TASK TO CARRY OUT →
Which lines run from the one containing "pub mod session;" to the last line of the entries? Return them exactly, with nothing more.

----------

//! Profile analysis pipeline.
//!
//! validate -> submit (racing a deadline) -> classify -> transform.

pub mod classifier;
pub mod deadline;
pub mod orchestrator;
pub mod report;
pub mod request;
pub mod session;
pub mod stage;
pub mod transformer;
pub mod transport;
pub mod validator;

pub use classifier::{classify, classify_raw};
pub use orchestrator::{RequestOrchestrator, StageGuard};
pub use report::{AnalysisOutcome, ErrorDetail, InsightItem, Trait, TraitAverages, TraitReport};
pub use request::{AnalysisMode, AnalysisRequest, Credentials};
pub use session::{AnalysisSession, SessionSnapshot, Submission};
pub use stage::PipelineStage;
pub use transformer::{AnalysisPayload, InsightSummary, transform, transform_at};
pub use transport::{AnalysisTransport, HttpTransport, RawResponse};
pub use validator::{ValidatedInput, Validator, validate};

----------

ANSWER SECTION →
pub mod session;
pub mod stage;
pub mod transformer;
pub mod transport;
pub mod validator;

pub use classifier::{classify, classify_raw};
pub use orchestrator::{RequestOrchestrator, StageGuard};
pub use report::{AnalysisOutcome, ErrorDetail, InsightItem, Trait, TraitAverages, TraitReport};
pub use request::{AnalysisMode, AnalysisRequest, Credentials};
pub use session::{AnalysisSession, SessionSnapshot, Submission};
pub use stage::PipelineStage;
pub use transformer::{AnalysisPayload, InsightSummary, transform, transform_at};
pub use transport::{AnalysisTransport, HttpTransport, RawResponse};
pub use validator::{ValidatedInput, Validator, validate};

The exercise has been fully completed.